Do LLMs Act Like Rational Agents? Measuring Belief Coherence in Probabilistic Decision Making
This addresses the problem of ensuring reliable and interpretable decision-making by LLMs in high-stakes applications like medical diagnosis, though it is incremental in evaluating existing models rather than proposing new methods.
The paper investigates whether large language models (LLMs) act as rational agents with coherent beliefs and stable preferences in probabilistic decision-making, particularly in medical diagnostic domains, by testing them against falsifiable conditions for Bayesian utility maximization.

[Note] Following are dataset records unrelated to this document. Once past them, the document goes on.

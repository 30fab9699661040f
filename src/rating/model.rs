//! Team Elo model
//!
//! Pure formulas shared by the calculator, the recalculation engine and the
//! team balancer. Nothing here holds state beyond the configured constants.

use crate::config::rating::{KFactorMode, RatingConfig};
use crate::error::{RatingError, Result};
use crate::types::{MissingRatingWarning, PlayerId};
use serde::{Deserialize, Serialize};
use tracing::warn;

/// A team member as seen by the aggregate formula
#[derive(Debug, Clone, PartialEq)]
pub struct TeamMember {
    pub player_id: PlayerId,
    /// `None` when the member's rating is unknown
    pub rating: Option<f64>,
}

impl TeamMember {
    pub fn rated(player_id: impl Into<PlayerId>, rating: f64) -> Self {
        Self {
            player_id: player_id.into(),
            rating: Some(rating),
        }
    }

    pub fn unrated(player_id: impl Into<PlayerId>) -> Self {
        Self {
            player_id: player_id.into(),
            rating: None,
        }
    }
}

/// Aggregate rating of a team along with the members that were left out
#[derive(Debug, Clone, PartialEq, Serialize, Deserialize)]
pub struct TeamRating {
    pub value: f64,
    /// Members that contributed to the mean and the size bonus
    pub counted: usize,
    pub missing: Vec<MissingRatingWarning>,
}

/// Win probability, K-factor and rating update rules for team games
#[derive(Debug, Clone, Default)]
pub struct RatingModel {
    config: RatingConfig,
}

impl RatingModel {
    /// Create a model from validated configuration
    pub fn new(config: RatingConfig) -> Result<Self> {
        config.validate()?;
        Ok(Self { config })
    }

    pub fn config(&self) -> &RatingConfig {
        &self.config
    }

    /// `sum / count + mp_factor * log2(count)`
    ///
    /// Fails for an empty team since the size bonus is undefined there.
    pub fn aggregate(&self, sum: f64, count: usize) -> Result<f64> {
        if count == 0 {
            return Err(RatingError::domain("cannot rate an empty team").into());
        }
        let count = count as f64;
        Ok(sum / count + self.config.mp_factor * count.log2())
    }

    /// Aggregate rating of a team, skipping members without a usable rating
    pub fn team_rating(&self, members: &[TeamMember]) -> Result<TeamRating> {
        let mut sum = 0.0;
        let mut counted = 0;
        let mut missing = Vec::new();

        for member in members {
            match member.rating {
                Some(rating) if rating.is_finite() => {
                    sum += rating;
                    counted += 1;
                }
                _ => {
                    warn!(
                        "Player {} has no known rating, leaving them out of the team rating",
                        member.player_id
                    );
                    missing.push(MissingRatingWarning {
                        player_id: member.player_id.clone(),
                    });
                }
            }
        }

        if counted == 0 {
            return Err(RatingError::domain(format!(
                "no rated players left in team of {}",
                members.len()
            ))
            .into());
        }

        Ok(TeamRating {
            value: self.aggregate(sum, counted)?,
            counted,
            missing,
        })
    }

    /// Aggregate rating over plain ratings
    pub fn team_rating_of(&self, ratings: &[f64]) -> Result<f64> {
        self.aggregate(ratings.iter().sum(), ratings.len())
    }

    /// Probability that the side with `rating_delta` more points wins
    pub fn win_probability(&self, rating_delta: f64) -> f64 {
        1.0 / (1.0 + 10f64.powf(-rating_delta / self.config.probability_scale))
    }

    /// `200 / (sqrt(games_played) + 10) + 5`
    ///
    /// 25 for a new player, 15 after 100 games, tending towards 5.
    pub fn k_factor(&self, games_played: i64) -> Result<f64> {
        if games_played < 0 {
            return Err(RatingError::domain(format!(
                "games played cannot be negative, got {}",
                games_played
            ))
            .into());
        }
        Ok(200.0 / ((games_played as f64).sqrt() + 10.0) + 5.0)
    }

    /// K used for a player with `games_played` games under the configured mode
    pub fn effective_k(&self, games_played: u32) -> Result<f64> {
        match self.config.k_mode {
            KFactorMode::Fixed => Ok(self.config.fixed_k),
            KFactorMode::GamesPlayed => self.k_factor(i64::from(games_played)),
        }
    }

    /// Rating after one game, rounded to the nearest point
    ///
    /// `rating_delta` is the player's team rating minus the opposing team's.
    pub fn updated_rating(
        &self,
        rating: f64,
        rating_delta: f64,
        won: bool,
        games_played: u32,
    ) -> Result<f64> {
        let score = if won { 1.0 } else { 0.0 };
        let k = self.effective_k(games_played)?;
        Ok((rating + k * (score - self.win_probability(rating_delta))).round())
    }
}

Large language models (LLMs) are increasingly deployed as agents in high-stakes domains where optimal actions depend on both uncertainty about the world and consideration of utilities of different outcomes, yet their decision logic remains difficult to interpret. We study whether LLMs are rational utility maximizers with coherent beliefs and stable preferences. We consider behaviors of models for diagnosis challenge problems. The results provide insights about the relationship of LLM inferences to ideal Bayesian utility maximization for elicited probabilities and observed actions. Our approach provides falsifiable conditions under which the reported probabilities \emph{cannot} correspond to the true beliefs of any rational agent. We apply this methodology to multiple medical diagnostic domains with evaluations across several LLMs. We discuss implications of the results and directions forward for uses of LLMs in guiding high-stakes decisions.